The Best Evidence Rule – Adverse Inference
Cases referenced in this post are:
- Blatch v. Archer (1774), 1 Cowp. 63
- R. v. Jolivet,  1 S.C.R. 751
- Buksh v. Miles, 2008 BCCA 318
- Jin v. Spurrel, 2017 BCSC 1256
The Best Evidence Rule relates to what we know as “adverse inference” which can be drawn when the “best evidence” is not presented at trial. A decision by counsel to decide which witnesses to call is critically important. In the absence of the “best evidence”, an adverse inference can be made by a Court or Jury.
In making an adverse inference, a Court, or Jury can draw a conclusion based on the failure of the party to call a key witness at trial whose testimony would be “superior” in relation to the facts that need to be proved.

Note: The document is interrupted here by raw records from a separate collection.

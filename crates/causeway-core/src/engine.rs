//! Build orchestration: ingest, then infer, for one request.

use serde::Serialize;
use tracing::{info, instrument};

use crate::config::CausalConfig;
use crate::error::EngineError;
use crate::graph::Graph;
use crate::infer::{self, InferenceReport};
use crate::ingest::{self, IngestReport};
use crate::model::TimeWindow;
use crate::source::RecordSource;

/// What to build: a time window and an optional single actor.
#[derive(Debug, Clone, PartialEq, Eq, Serialize)]
pub struct BuildRequest {
    pub window: TimeWindow,
    pub actor: Option<String>,
}

impl BuildRequest {
    #[must_use]
    pub const fn new(window: TimeWindow) -> Self {
        Self { window, actor: None }
    }

    /// Restrict chat turns and tasks to `actor`.
    #[must_use]
    pub fn for_actor(mut self, actor: impl Into<String>) -> Self {
        self.actor = Some(actor.into());
        self
    }
}

/// A built graph plus how it was built.
#[derive(Debug, Clone)]
pub struct BuildReport {
    pub graph: Graph,
    pub ingest: IngestReport,
    pub inference: InferenceReport,
}

/// Builds causal graphs with a fixed configuration.
#[derive(Debug, Clone, Default)]
pub struct CausalEngine {
    config: CausalConfig,
}

impl CausalEngine {
    /// # Errors
    ///
    /// Returns [`EngineError::Config`] if the configuration is invalid.
    pub fn new(config: CausalConfig) -> Result<Self, EngineError> {
        config.validate()?;
        Ok(Self { config })
    }

    #[must_use]
    pub const fn config(&self) -> &CausalConfig {
        &self.config
    }

    /// Ingest the request's records from `source` and run every inference
    /// stage over them.
    ///
    /// An unreadable stream does not fail the build; the returned graph is
    /// flagged incomplete instead (see [`Graph::is_incomplete`]).
    ///
    /// # Errors
    ///
    /// Returns [`EngineError::Graph`] if an inference stage computes an
    /// out-of-range strength. No partial graph is returned in that case.
    #[instrument(
        skip(self, source, request),
        fields(start = %request.window.start(), end = %request.window.end(), actor = ?request.actor)
    )]
    pub fn build<S>(&self, source: &S, request: &BuildRequest) -> Result<BuildReport, EngineError>
    where
        S: RecordSource + ?Sized,
    {
        let mut graph = Graph::new();
        let ingested = ingest::ingest(source, request, &mut graph);
        let inference = infer::run(&mut graph, &ingested.trigger_links, &self.config)?;

        info!(
            nodes = graph.node_count(),
            edges = graph.edge_count(),
            explicit = inference.explicit_links,
            structural = inference.structural_links,
            temporal = inference.temporal_links,
            pattern = inference.pattern_links,
            unresolved = inference.unresolved_links,
            candidates = inference.candidates.len(),
            incomplete = graph.is_incomplete(),
            "causal graph built"
        );

        Ok(BuildReport {
            graph,
            ingest: ingested.report,
            inference,
        })
    }
}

There are significant risks that come along with not calling a key and superior witness. The leading authority on this subject is Buksh v. Miles, 2008 BCCA 318 which states:
The notion of adverse inference is related to the best evidence rule. The observation in Wigmore’s Evidence in Trials at Common Law, Chadbourne Rev. (Toronto & Boston: Little Brown & Company: 1979) vol. II, s. 287, at 202-3, offers valuable guidance:
Furthermore, it seems plain that possible witnesses whose testimony would be for any reason comparatively unimportant, or cumulative, or inferior to what is already utilized, might well be dispensed with by a party on general grounds of expense and inconvenience, without any apprehension as to the tenor of their testimony. In other words, put somewhat more strongly, there is a general limitation (depending for its application on the facts of each case) that the inference cannot fairly be drawn except from the non-production of witnesses whose testimony would be superior in respect to the fact to be proved.

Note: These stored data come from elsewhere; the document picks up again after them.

//! Temporal proximity: a user message shortly before a task creation by the
//! same actor probably prompted it.

use chrono::{DateTime, Utc};
use tracing::{debug, instrument};

use super::{Stage, checked_strength};
use crate::config::TemporalConfig;
use crate::error::GraphError;
use crate::graph::{Edge, Graph, NodeIndex, Relationship};
use crate::model::EventKind;

/// Strength for a task created `elapsed_secs` after a user message:
/// `exp(-decay_rate * elapsed)`, bounded to `[min_strength, max_strength]`.
///
/// Non-increasing in `elapsed_secs`.
#[must_use]
pub fn temporal_strength(elapsed_secs: f64, config: &TemporalConfig) -> f64 {
    let raw = (-config.decay_rate * elapsed_secs.max(0.0)).exp();
    raw.max(config.min_strength).min(config.max_strength)
}

#[allow(clippy::cast_precision_loss)]
fn elapsed_secs(from: DateTime<Utc>, to: DateTime<Utc>) -> f64 {
    (to - from).num_milliseconds() as f64 / 1000.0
}

/// Link user messages to the task creations that follow them within the
/// window. Existing pairs are left alone. Returns the number of edges added.
///
/// # Errors
///
/// Returns [`GraphError::StrengthOutOfRange`] if the configured bounds
/// produce a strength outside `[0, 1]`.
#[instrument(skip_all, fields(window_secs = config.window_secs))]
pub fn infer(graph: &mut Graph, config: &TemporalConfig) -> Result<usize, GraphError> {
    let order = graph.chronological();
    #[allow(clippy::cast_precision_loss)]
    let window = config.window_secs as f64;

    let mut candidates: Vec<(NodeIndex, NodeIndex, f64)> = Vec::new();
    for (pos, &msg) in order.iter().enumerate() {
        let source = &graph[msg];
        if !source.kind().is_user_message() {
            continue;
        }
        for &later in &order[pos + 1..] {
            let target = &graph[later];
            let elapsed = elapsed_secs(source.timestamp, target.timestamp);
            if elapsed > window {
                break;
            }
            if target.actor == source.actor && target.kind() == EventKind::TaskCreated {
                candidates.push((msg, later, elapsed));
            }
        }
    }

    let mut linked = 0;
    for (from, to, elapsed) in candidates {
        if graph.has_edge(from, to) {
            continue;
        }
        let strength = checked_strength(
            Stage::Temporal,
            temporal_strength(elapsed, config),
            &graph[from].key,
            &graph[to].key,
        )?;
        let evidence = vec![format!("user message preceded task creation by {elapsed:.0}s")];
        graph.insert_edge_if_absent(from, to, Edge::new(strength, Relationship::Influences, evidence));
        linked += 1;
    }

    debug!(linked, "temporal stage complete");
    Ok(linked)
}

#[cfg(test)]
mod tests {
    use super::*;
    use crate::graph::{Node, Strength};
    use crate::model::{NodeKey, Role};
    use chrono::TimeZone;

    fn ts(secs: i64) -> DateTime<Utc> {
        Utc.timestamp_opt(1_700_000_000 + secs, 0).single().expect("valid ts")
    }

    fn add(g: &mut Graph, id: &str, kind: EventKind, actor: &str, secs: i64) -> NodeIndex {
        g.insert_node(Node::new(NodeKey::new(id, kind), ts(secs), actor))
    }

    #[test]
    fn strength_decays_and_is_bounded() {
        let config = TemporalConfig::default();
        assert!((temporal_strength(0.0, &config) - 0.9).abs() < 1e-12);
        assert!((temporal_strength(300.0, &config) - (-0.3f64).exp()).abs() < 1e-12);
        assert!((temporal_strength(1e6, &config) - 0.1).abs() < 1e-12);
        assert!(temporal_strength(100.0, &config) >= temporal_strength(200.0, &config));
    }

    #[test]
    fn links_message_to_task_within_window() {
        let mut g = Graph::new();
        let m1 = add(&mut g, "M1", EventKind::Message(Role::User), "a", 0);
        let t1 = add(&mut g, "T1", EventKind::TaskCreated, "a", 300);

        assert_eq!(infer(&mut g, &TemporalConfig::default()).expect("valid"), 1);
        let edge = g.edge(m1, t1).expect("edge");
        assert_eq!(edge.relationship, Relationship::Influences);
        assert!((edge.strength.get() - 0.740_818).abs() < 1e-3);
        assert_eq!(edge.evidence[0], "user message preceded task creation by 300s");
    }

    #[test]
    fn window_is_inclusive_and_stops_scan() {
        let mut g = Graph::new();
        let m1 = add(&mut g, "M1", EventKind::Message(Role::User), "a", 0);
        let edge_of_window = add(&mut g, "T1", EventKind::TaskCreated, "a", 600);
        let beyond = add(&mut g, "T2", EventKind::TaskCreated, "a", 601);

        infer(&mut g, &TemporalConfig::default()).expect("valid");
        assert!(g.has_edge(m1, edge_of_window));
        assert!(!g.has_edge(m1, beyond));
    }

    #[test]
    fn other_actors_and_kinds_are_ignored() {
        let mut g = Graph::new();
        add(&mut g, "M1", EventKind::Message(Role::User), "a", 0);
        add(&mut g, "T1", EventKind::TaskCreated, "b", 10);
        add(&mut g, "R1", EventKind::Message(Role::Assistant), "a", 20);
        add(&mut g, "A1", EventKind::Message(Role::Assistant), "a", 30);

        assert_eq!(infer(&mut g, &TemporalConfig::default()).expect("valid"), 0);
        assert_eq!(g.edge_count(), 0);
    }

    #[test]
    fn assistant_messages_do_not_start_scans() {
        let mut g = Graph::new();
        add(&mut g, "R1", EventKind::Message(Role::Assistant), "a", 0);
        add(&mut g, "T1", EventKind::TaskCreated, "a", 10);
        assert_eq!(infer(&mut g, &TemporalConfig::default()).expect("valid"), 0);
    }

    #[test]
    fn existing_edge_is_kept() {
        let mut g = Graph::new();
        let m1 = add(&mut g, "M1", EventKind::Message(Role::User), "a", 0);
        let t1 = add(&mut g, "T1", EventKind::TaskCreated, "a", 60);
        let explicit = Edge::new(
            Strength::new(0.95).expect("valid"),
            Relationship::Triggers,
            Vec::new(),
        );
        g.insert_edge(m1, t1, explicit.clone());

        assert_eq!(infer(&mut g, &TemporalConfig::default()).expect("valid"), 0);
        assert_eq!(g.edge(m1, t1), Some(&explicit));
    }

    #[test]
    fn invalid_bounds_abort() {
        let mut g = Graph::new();
        add(&mut g, "M1", EventKind::Message(Role::User), "a", 0);
        add(&mut g, "T1", EventKind::TaskCreated, "a", 60);
        let config = TemporalConfig {
            min_strength: 1.2,
            max_strength: 1.5,
            ..TemporalConfig::default()
        };
        assert!(infer(&mut g, &config).is_err());
    }
}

Buksh was recently referenced in Jin v. Spurrel, 2017 BCSC 1256 when a key witness was absent from trial. The defence counsel sought to have the jury instructed that an adverse inference could be drawn due to the Plaintiff’s failure to present a key witness, who they claim would have confirmed that the Plaintiff was not suffering from the mental injury that was being presented.

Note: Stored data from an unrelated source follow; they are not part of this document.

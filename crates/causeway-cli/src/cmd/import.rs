use std::io::{self, Write};
use std::path::{Path, PathBuf};

use anyhow::Context as _;
use causeway_core::model::RecordBundle;
use causeway_core::source::sqlite::{import_bundle, open_records_db};
use clap::Args;
use serde::Serialize;

use crate::output::{OutputMode, render};

#[derive(Args, Debug)]
pub struct ImportArgs {
    /// JSON bundle with `chat_turns`, `tasks` and `trigger_links` arrays.
    pub file: PathBuf,
}

#[derive(Debug, Serialize)]
pub struct ImportOutput {
    pub file: PathBuf,
    pub chat_turns: usize,
    pub tasks: usize,
    pub trigger_links: usize,
    /// Rows written; re-importing the same ids replaces them.
    pub imported: usize,
}

/// Execute `cw import <bundle.json>`.
///
/// # Errors
///
/// Returns an error if the bundle cannot be read or parsed, or the database
/// write fails. Nothing is written when the bundle fails to parse.
pub fn run_import(args: &ImportArgs, db: &Path, output: OutputMode) -> anyhow::Result<()> {
    let bundle = read_bundle(&args.file)?;
    let mut conn = open_records_db(db)?;
    let imported = import_bundle(&mut conn, &bundle)?;

    let payload = ImportOutput {
        file: args.file.clone(),
        chat_turns: bundle.chat_turns.len(),
        tasks: bundle.tasks.len(),
        trigger_links: bundle.trigger_links.len(),
        imported,
    };
    render(output, &payload, render_import_human)
}

fn read_bundle(path: &Path) -> anyhow::Result<RecordBundle> {
    let content =
        std::fs::read_to_string(path).with_context(|| format!("failed to read {}", path.display()))?;
    serde_json::from_str(&content).with_context(|| format!("failed to parse record bundle {}", path.display()))
}

fn render_import_human(payload: &ImportOutput, w: &mut dyn Write) -> io::Result<()> {
    writeln!(
        w,
        "Imported {} records from {} ({} chat turns, {} tasks, {} trigger links)",
        payload.imported,
        payload.file.display(),
        payload.chat_turns,
        payload.tasks,
        payload.trigger_links
    )
}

The Court reviewed the principles:
“The threshold is whether “a reasonable juror could draw the inference sought”: Buksh v. Miles, 2008 BCCA 318 at para. 35.
In R. v. Jolivet,  1 S.C.R. 751 at para. 25, Justice Binnie, writing for the Court, states:
The general rule developed in civil cases respecting adverse inferences from failure to tender a witness goes back at least to Blatch v. Archer (1774), 1 Cowp. 63, 98 E.R. 969, where, at p. 65, Lord Mansfield stated:
It is certainly a maxim that all evidence is to be weighed according to the proof which it was in the power of one side to have produced, and in the power of the other to have contradicted.”
In my view, in the context of the claimed mental injury and the video surveillance, Ms. Zhang’s evidence would be “superior” to that of the plaintiff or of his wife who have a direct or indirect financial self-interest in the outcome of the litigation. It would also be superior to that of Mr. Qiu who only saw the plaintiff on three occasions. Ms. Zhang would have observed the plaintiff on many occasions and may have been able to testify as to whether the plaintiff, as he was shown in the video surveillance, was exceptional, typical, or otherwise.
In the circumstances, I am satisfied that a reasonable juror could draw the inference sought. I will instruct the jury with respect to the possibility of drawing an adverse inference.